ACTION ITEM: Within these records, how many lines hold "bool"? Give the number alone.

DATA SUPPLIED:
- - -

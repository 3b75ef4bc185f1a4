// libs/appointment-cell/src/services/lifecycle.rs
use std::sync::Arc;

use async_trait::async_trait;
use chrono::{DateTime, NaiveDate, Utc};
use tracing::{debug, info, warn};
use uuid::Uuid;

use shared_database::AppointmentRepository;
use shared_models::{Appointment, AppointmentStatus, ClinicTimezone, SchedulingError};
use shared_utils::Clock;

use crate::models::{AppointmentActions, LifecycleEvent};
use crate::services::windows::TimeWindowPolicies;

/// A status update can lose a race with another writer; re-read and retry this often.
const MAX_TRANSITION_ATTEMPTS: usize = 3;

/// Whether `from -> to` is an edge of the appointment state machine.
pub fn can_transition(from: AppointmentStatus, to: AppointmentStatus) -> bool {
    use AppointmentStatus::*;

    match (from, to) {
        (PendingConfirmation, Confirmed) => true,
        (PendingConfirmation, Cancelled) | (Confirmed, Cancelled) => true,
        (Confirmed, Completed) => true,
        (PendingConfirmation, _) | (Confirmed, _) => false,
        // Terminal states - no transitions allowed
        (Completed, _) | (Cancelled, _) => false,
    }
}

pub fn ensure_transition(from: AppointmentStatus, to: AppointmentStatus) -> Result<(), SchedulingError> {
    if can_transition(from, to) {
        Ok(())
    } else {
        warn!("Invalid status transition attempted: {} -> {}", from, to);
        Err(SchedulingError::InvalidStatusTransition { from, to })
    }
}

/// Receives every persisted lifecycle step. Delivery (email, push) lives behind this.
#[async_trait]
pub trait LifecycleNotifier: Send + Sync {
    async fn notify(&self, event: LifecycleEvent, appointment: &Appointment);
}

/// Default notifier: records the transition in the service log.
#[derive(Debug, Default, Clone, Copy)]
pub struct TracingNotifier;

#[async_trait]
impl LifecycleNotifier for TracingNotifier {
    async fn notify(&self, event: LifecycleEvent, appointment: &Appointment) {
        info!(
            appointment_id = %appointment.id,
            professional_id = %appointment.professional_id,
            patient_id = %appointment.patient_id,
            status = %appointment.status,
            "Appointment {}",
            event
        );
    }
}

pub struct AppointmentLifecycleService {
    appointments: Arc<dyn AppointmentRepository>,
    notifier: Arc<dyn LifecycleNotifier>,
    clock: Arc<dyn Clock>,
    timezone: ClinicTimezone,
    policies: TimeWindowPolicies,
}

impl AppointmentLifecycleService {
    pub fn new(
        appointments: Arc<dyn AppointmentRepository>,
        notifier: Arc<dyn LifecycleNotifier>,
        clock: Arc<dyn Clock>,
        timezone: ClinicTimezone,
        policies: TimeWindowPolicies,
    ) -> Self {
        Self {
            appointments,
            notifier,
            clock,
            timezone,
            policies,
        }
    }

    pub async fn get_appointment(&self, appointment_id: Uuid) -> Result<Appointment, SchedulingError> {
        self.appointments
            .get_appointment(appointment_id)
            .await?
            .ok_or_else(|| SchedulingError::NotFound(format!("Appointment {}", appointment_id)))
    }

    /// Appointments of any status starting on the local dates `from..=to`.
    pub async fn list_professional_appointments(
        &self,
        professional_id: Uuid,
        from: NaiveDate,
        to: NaiveDate,
    ) -> Result<Vec<Appointment>, SchedulingError> {
        if from > to {
            return Err(SchedulingError::invalid(format!("{} is after {}", from, to)));
        }

        let (range_start, _) = self.timezone.day_bounds(from)?;
        let (_, range_end) = self.timezone.day_bounds(to)?;

        Ok(self
            .appointments
            .list_appointments(professional_id, range_start, range_end)
            .await?)
    }

    /// Patient confirmation of a pending appointment, inside the confirmation window.
    pub async fn confirm_appointment(&self, appointment_id: Uuid) -> Result<Appointment, SchedulingError> {
        let confirmation = self.policies.confirmation;

        self.transition(appointment_id, AppointmentStatus::Confirmed, |appointment, now| {
            if appointment.status == AppointmentStatus::PendingConfirmation
                && !confirmation.is_open(appointment.scheduled_at, now)
            {
                return Err(SchedulingError::WindowClosed(format!(
                    "appointment can only be confirmed within {} hours of its start",
                    confirmation.threshold().num_hours()
                )));
            }
            Ok(())
        })
        .await
    }

    pub async fn cancel_appointment(&self, appointment_id: Uuid) -> Result<Appointment, SchedulingError> {
        self.transition(appointment_id, AppointmentStatus::Cancelled, |_, _| Ok(()))
            .await
    }

    /// Mark a confirmed appointment completed once its scheduled time has fully elapsed.
    pub async fn complete_appointment(&self, appointment_id: Uuid) -> Result<Appointment, SchedulingError> {
        self.transition(appointment_id, AppointmentStatus::Completed, |appointment, now| {
            if now < appointment.ends_at() {
                return Err(SchedulingError::WindowClosed(format!(
                    "appointment runs until {}",
                    appointment.ends_at()
                )));
            }
            Ok(())
        })
        .await
    }

    /// Confirmation, join and survey answers for one appointment.
    pub async fn appointment_actions(&self, appointment_id: Uuid) -> Result<AppointmentActions, SchedulingError> {
        let (appointment, survey) = tokio::try_join!(
            self.get_appointment(appointment_id),
            async {
                self.appointments
                    .find_survey(appointment_id)
                    .await
                    .map_err(SchedulingError::from)
            },
        )?;
        let now = self.clock.now();

        Ok(AppointmentActions {
            appointment_id,
            status: appointment.status,
            can_confirm: self.policies.confirmation.permits(&appointment, now),
            can_cancel: can_transition(appointment.status, AppointmentStatus::Cancelled),
            join: self.policies.meeting_join.evaluate(&appointment, now),
            survey: self.policies.survey.evaluate(&appointment, survey.is_some(), now),
        })
    }

    async fn transition<F>(
        &self,
        appointment_id: Uuid,
        next: AppointmentStatus,
        guard: F,
    ) -> Result<Appointment, SchedulingError>
    where
        F: Fn(&Appointment, DateTime<Utc>) -> Result<(), SchedulingError>,
    {
        let mut current = self.get_appointment(appointment_id).await?;

        for attempt in 1..=MAX_TRANSITION_ATTEMPTS {
            let now = self.clock.now();
            ensure_transition(current.status, next)?;
            guard(&current, now)?;

            let updated = self
                .appointments
                .update_appointment_status(appointment_id, current.status, next, now)
                .await?;

            if let Some(updated) = updated {
                info!("Appointment {} moved {} -> {}", appointment_id, current.status, next);
                if let Some(event) = LifecycleEvent::for_status(next) {
                    self.notifier.notify(event, &updated).await;
                }
                return Ok(updated);
            }

            debug!(
                "Appointment {} changed while moving to {} (attempt {}), re-reading",
                appointment_id, next, attempt
            );
            current = self.get_appointment(appointment_id).await?;
        }

        Err(SchedulingError::InvalidStatusTransition {
            from: current.status,
            to: next,
        })
    }
}
// Fixture builders shared by the cell test suites.

use chrono::{DateTime, NaiveDate, Utc};
use chrono_tz::Tz;
use uuid::Uuid;

use shared_models::{
    Appointment, AppointmentStatus, BlockedInterval, ClinicTimezone, DateOverride, LocalTimeOfDay,
    WeeklyRule,
};

pub fn date(year: i32, month: u32, day: u32) -> NaiveDate {
    NaiveDate::from_ymd_opt(year, month, day).expect("valid fixture date")
}

pub fn time(raw: &str) -> LocalTimeOfDay {
    LocalTimeOfDay::parse(raw).expect("valid fixture time")
}

/// The instant at which the wall clock in `tz` reads `raw` on `date`.
pub fn local_instant(tz: Tz, date: NaiveDate, raw: &str) -> DateTime<Utc> {
    ClinicTimezone::new(tz)
        .localize(date, time(raw))
        .expect("fixture time exists in timezone")
}

pub fn weekly_rule(professional_id: Uuid, weekday: u8, start: &str, end: &str) -> WeeklyRule {
    WeeklyRule {
        id: Uuid::new_v4(),
        professional_id,
        weekday,
        start_time: time(start),
        end_time: time(end),
    }
}

pub fn date_override(
    professional_id: Uuid,
    for_date: NaiveDate,
    start: &str,
    end: &str,
    is_available: bool,
) -> DateOverride {
    DateOverride {
        id: Uuid::new_v4(),
        professional_id,
        for_date,
        start_time: time(start),
        end_time: time(end),
        is_available,
    }
}

pub fn blocked_interval(
    professional_id: Uuid,
    starts_at: DateTime<Utc>,
    ends_at: DateTime<Utc>,
) -> BlockedInterval {
    BlockedInterval {
        id: Uuid::new_v4(),
        professional_id,
        starts_at,
        ends_at,
        reason: Some("fixture block".to_string()),
    }
}

pub fn appointment(
    professional_id: Uuid,
    scheduled_at: DateTime<Utc>,
    duration_minutes: u32,
    status: AppointmentStatus,
) -> Appointment {
    Appointment {
        id: Uuid::new_v4(),
        professional_id,
        patient_id: Uuid::new_v4(),
        scheduled_at,
        duration_minutes,
        status,
        created_at: scheduled_at - chrono::Duration::days(2),
        updated_at: scheduled_at - chrono::Duration::days(2),
    }
}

- - -

EXERCISE RESPONSE: 2